Yes, but pivoting *will* allow this matrix to be factored. When I say
"pivoting" here I mean changing the order of the variables. Perhaps
you mean partial pivoting?

>Our LDLt does the same.

No, I don't think so. dsytrf succeeds for the negative definite case
and Eigen::LDLt simply stops. It isn't the pivoting that allows dsytrf
to proceed-- at least in my example-- it just doesn't consider a negative
diagonal term to be an error. I can produce a small test case if that
would be helpful?

Bill


On Mon, Mar 30, 2009 at 2:15 PM, Benoit Jacob <jacob.benoit.1@xxxxxxxxx> wrote:
2009/3/30 Bill Greene <w.h.greene@xxxxxxxxx>:
> Benoit,
>
>>I see. So we can always provide general selfadjoint LDLt "at the
>>user's own risk". The generic case is that it will "work" since
>>division by exactly 0 would be incredibly bad luck, but it will be
>>unstable because one will be dividing by small numbers.
>
> I wasn't proposing continuing the factorization if a diagonal term
> is (or becomes) very small.

Ah , OK.

> I just propose that the test be
> if(abs(diag) < eps) return. This should insure that the algorithm
> doesn't compute a bad result, shouldn't it?

Yes, it should. But if the user has to test that the factorization
succeeded and in the converse case use another factorization, then I
am afraid that he will prefer doing the other factorization right away
! Especially if that other choice is going to be more stable and not
much slower (i'm thinking partial-pivoting block LU -- we could also
implement block Cholesky but that's yet more work and we don't have
enough arms).

> My own experience
> is that this will succeed often enough to make it useful.

Indeed, I was saying that's the generic case.

>> >But the problem is that pivoting won't help here if all the remaining
>>
>> >diagonal coefficients are zero.
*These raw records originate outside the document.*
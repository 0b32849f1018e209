//! Dialog modules for the TUI
//!
//! Contains modal dialogs for various operations

pub mod bulk_categorize;
pub mod command_palette;
pub mod confirm;
pub mod help;
pub mod move_funds;
pub mod transaction;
Indeed, a meaningful pivoting LDLt is
>>
>> >of the form:
>
> Are you talking about a case where an LDLt factorization exists but the
> matrix is singular?

No, I was still thinking about this 2x2 example,
0 1
1 0
that matrix is nonsingular and selfadjoint, yet its diagonal is 0.

> To be honest, before starting this current thread, I didn't even realize
> such a case could
> exist.  What do people use this factorization for-- calculating matrix rank?

The basic use case is solving a system of equations,

> I think most
> people are interested in the non-singular case but, of course, would like to
> know if the
> factorization algorithm fails.

The main issue is that in computer / floating-point terms, all
matrices are "non-singular" since the determinant is virtually never
exactly 0, the real issue is numerical stability when the matrix is
"close" to being singular.

>Anyway,
> routine dsytrf does an LDLt factorization for a symmetric but not
> necessarily positive definite
> matrix.

Our LDLt does the same,

> They *have* chosen to include diagonal pivoting in the
> implementation; obviously a lot
> more work.

Yes, that's exactly what our LDLt does (didn't know it was called
diagonal pivoting but that makes a lot of sense), see my previous
email, transforming a matrix X into PXPt has exactly the effect of
permuting along the diagonal direction.